Maldive, recuperati due dei quattro corpi degli italiani bloccati nella grotta
Una vicenda che arriva dalle profondità dell’Oceano Indiano e che ha lasciato senza fiato l’intera comunità internazionale, quella del decesso di cinque italiani, rimasti bloccati in una grotta durante un’immersione subacquea. Nelle acque cristalline delle Maldive, un’immersione apparentemente come tante si è trasformata in un evento che ha rapidamente assunto contorni drammatici e ancora oggi avvolti da grande attenzione e silenzio.
Le operazioni di soccorso e recupero sono scattate dopo una segnalazione che ha interrotto la normale attività di esplorazione subacquea in una delle aree più suggestive e al tempo stesso insidiose dell’arcipelago. Un gruppo di esperti è stato immediatamente mobilitato per affrontare una situazione che, fin dai primi momenti, è apparsa estremamente delicata.
Le condizioni del fondale e la particolare conformazione della zona hanno reso ogni intervento una sfida contro il tempo e contro un ambiente che non concede margini di errore. Le autorità locali, insieme a squadre internazionali altamente specializzate, hanno avviato una serie di manovre tecniche complesse, mantenendo il massimo riserbo sulle operazioni in corso.

Il lavoro dei soccorritori si è sviluppato in più fasi, con immersioni pianificate nei minimi dettagli e una costante valutazione dei rischi. Ogni movimento sott’acqua è stato studiato per garantire la sicurezza del personale coinvolto, in un contesto dove anche un piccolo imprevisto può cambiare tutto, sino ai primi recuperi, dal momento che le operazioni continueranno anche domani.
Il coordinamento tra le diverse squadre impegnate ha evidenziato la difficoltà dell’intervento e la necessità di operare con estrema precisione, senza mai perdere di vista l’obiettivo principale.

Le operazioni di recupero hanno finalmente permesso di fare luce sulla situazione che si è sviluppata nella grotta sottomarina di Dhekunu Kandu, uno degli ambienti più complessi e profondi dell’atollo di Vaavu. Qui, a circa 60 metri di profondità, si è consumata in un caso che ha coinvolto cinque sub italiani durante un’immersione.
Secondo quanto riportato dalle autorità e dai team di soccorso, i corpi sono stati individuati nel terzo segmento del sistema di cavità sommerse, una zona caratterizzata da passaggi stretti, scarsa visibilità e forti correnti interne. Un ambiente che ha reso estremamente difficoltoso ogni tentativo di intervento immediato.

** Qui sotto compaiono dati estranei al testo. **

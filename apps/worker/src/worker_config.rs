use std::time::Duration;

use snyk_sync_application::RESOURCES_PAGE_SIZE;
use snyk_sync_core::{ApiToken, AppError, AppResult};
use snyk_sync_infrastructure::DEFAULT_SNYK_API_BASE_URL;
use url::Url;

/// Runtime configuration read from `SNYK_*` environment variables.
#[derive(Debug, Clone)]
pub struct WorkerConfig {
    pub api_token: ApiToken,
    pub group_id: String,
    pub org_ids: Vec<String>,
    pub api_base_url: Url,
    pub page_size: u32,
    pub http_timeout: Duration,
}

impl WorkerConfig {
    pub fn load() -> AppResult<Self> {
        Self::from_lookup(|name| std::env::var(name).ok())
    }

    /// Builds the configuration from an arbitrary variable source.
    pub fn from_lookup<F>(lookup: F) -> AppResult<Self>
    where
        F: Fn(&str) -> Option<String>,
    {
        let api_token = ApiToken::new(required_env(&lookup, "SNYK_API_TOKEN")?)
            .map_err(|_| AppError::Validation("SNYK_API_TOKEN must not be empty".to_owned()))?;
        let group_id = required_env(&lookup, "SNYK_GROUP_ID")?.trim().to_owned();
        if group_id.is_empty() {
            return Err(AppError::Validation(
                "SNYK_GROUP_ID must not be empty".to_owned(),
            ));
        }

        let org_ids = lookup("SNYK_ORG_IDS")
            .map(|value| {
                value
                    .split(',')
                    .map(str::trim)
                    .filter(|org_id| !org_id.is_empty())
                    .map(ToOwned::to_owned)
                    .collect()
            })
            .unwrap_or_default();

        let raw_base_url = lookup("SNYK_API_BASE_URL")
            .map(|value| value.trim().to_owned())
            .filter(|value| !value.is_empty())
            .unwrap_or_else(|| DEFAULT_SNYK_API_BASE_URL.to_owned());
        let api_base_url = Url::parse(raw_base_url.as_str()).map_err(|error| {
            AppError::Validation(format!(
                "invalid SNYK_API_BASE_URL value '{raw_base_url}': {error}"
            ))
        })?;

        let page_size = parse_env_u32(&lookup, "SNYK_PAGE_SIZE", RESOURCES_PAGE_SIZE)?;
        if page_size == 0 {
            return Err(AppError::Validation(
                "SNYK_PAGE_SIZE must be greater than zero".to_owned(),
            ));
        }

        let http_timeout_secs = parse_env_u64(&lookup, "SNYK_HTTP_TIMEOUT_SECS", 30)?;
        if http_timeout_secs == 0 {
            return Err(AppError::Validation(
                "SNYK_HTTP_TIMEOUT_SECS must be greater than zero".to_owned(),
            ));
        }

        Ok(Self {
            api_token,
            group_id,
            org_ids,
            api_base_url,
            page_size,
            http_timeout: Duration::from_secs(http_timeout_secs),
        })
    }
}

fn required_env<F>(lookup: &F, name: &str) -> AppResult<String>
where
    F: Fn(&str) -> Option<String>,
{
    lookup(name).ok_or_else(|| AppError::Validation(format!("{name} is required")))
}

fn parse_env_u32<F>(lookup: &F, name: &str, default: u32) -> AppResult<u32>
where
    F: Fn(&str) -> Option<String>,
{
    match lookup(name) {
        Some(value) => value.trim().parse::<u32>().map_err(|error| {
            AppError::Validation(format!("invalid {name} value '{value}': {error}"))
        }),
        None => Ok(default),
    }
}

fn parse_env_u64<F>(lookup: &F, name: &str, default: u64) -> AppResult<u64>
where
    F: Fn(&str) -> Option<String>,
{
    match lookup(name) {
        Some(value) => value.trim().parse::<u64>().map_err(|error| {
            AppError::Validation(format!("invalid {name} value '{value}': {error}"))
        }),
        None => Ok(default),
    }
}
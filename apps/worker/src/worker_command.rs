use snyk_sync_core::{AppError, AppResult};
use snyk_sync_domain::{Entitlement, ORG_MEMBERSHIP_SLUG, ResourceId, ResourceType};

/// Operation requested on the command line.
#[derive(Debug, Clone, PartialEq, Eq)]
pub enum WorkerCommand {
    /// Full read-only sync pass.
    Sync,
    /// Grants an organization entitlement to a user.
    Grant(ProvisioningTarget),
    /// Revokes an organization entitlement from a user.
    Revoke(ProvisioningTarget),
}

/// Organization, user and entitlement slug addressed by a write.
#[derive(Debug, Clone, PartialEq, Eq)]
pub struct ProvisioningTarget {
    pub org_id: String,
    pub user_id: String,
    pub slug: String,
}

impl ProvisioningTarget {
    pub fn principal(&self) -> ResourceId {
        ResourceId::new(ResourceType::User, self.user_id.as_str())
    }

    /// `member` addresses the membership, any other slug a role public id.
    pub fn entitlement(&self) -> Entitlement {
        let resource = ResourceId::new(ResourceType::Organization, self.org_id.as_str());
        if self.slug == ORG_MEMBERSHIP_SLUG {
            Entitlement::assignment(resource, ORG_MEMBERSHIP_SLUG, ORG_MEMBERSHIP_SLUG, "")
        } else {
            Entitlement::permission(resource, self.slug.as_str(), self.slug.as_str(), "")
        }
    }
}

impl WorkerCommand {
    /// Parses arguments following the program name.
    pub fn parse<I>(args: I) -> AppResult<Self>
    where
        I: IntoIterator<Item = String>,
    {
        let args: Vec<String> = args.into_iter().collect();

        match args.first().map(String::as_str) {
            None | Some("sync") if args.len() <= 1 => Ok(Self::Sync),
            Some("grant") => Ok(Self::Grant(parse_target("grant", &args[1..])?)),
            Some("revoke") => Ok(Self::Revoke(parse_target("revoke", &args[1..])?)),
            _ => Err(AppError::Validation(format!(
                "unknown command '{}', expected one of: sync, grant <org-id> <user-id> <slug>, revoke <org-id> <user-id> <slug>",
                args.join(" ")
            ))),
        }
    }
}

fn parse_target(command: &str, args: &[String]) -> AppResult<ProvisioningTarget> {
    match args {
        [org_id, user_id, slug]
            if [org_id, user_id, slug]
                .iter()
                .all(|value| !value.trim().is_empty()) =>
        {
            Ok(ProvisioningTarget {
                org_id: org_id.trim().to_owned(),
                user_id: user_id.trim().to_owned(),
                slug: slug.trim().to_owned(),
            })
        }
        _ => Err(AppError::Validation(format!(
            "usage: {command} <org-id> <user-id> <slug>"
        ))),
    }
}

Le squadre specializzate, tra cui i subacquei finlandesi di DAN Europe, hanno lavorato insieme alle forze locali per pianificare il recupero. Le operazioni di recupero sono state condotte in più fasi, con l’impiego di tecnologie avanzate come scooter subacquei e rebreather, strumenti indispensabili per muoversi in un contesto così ostile.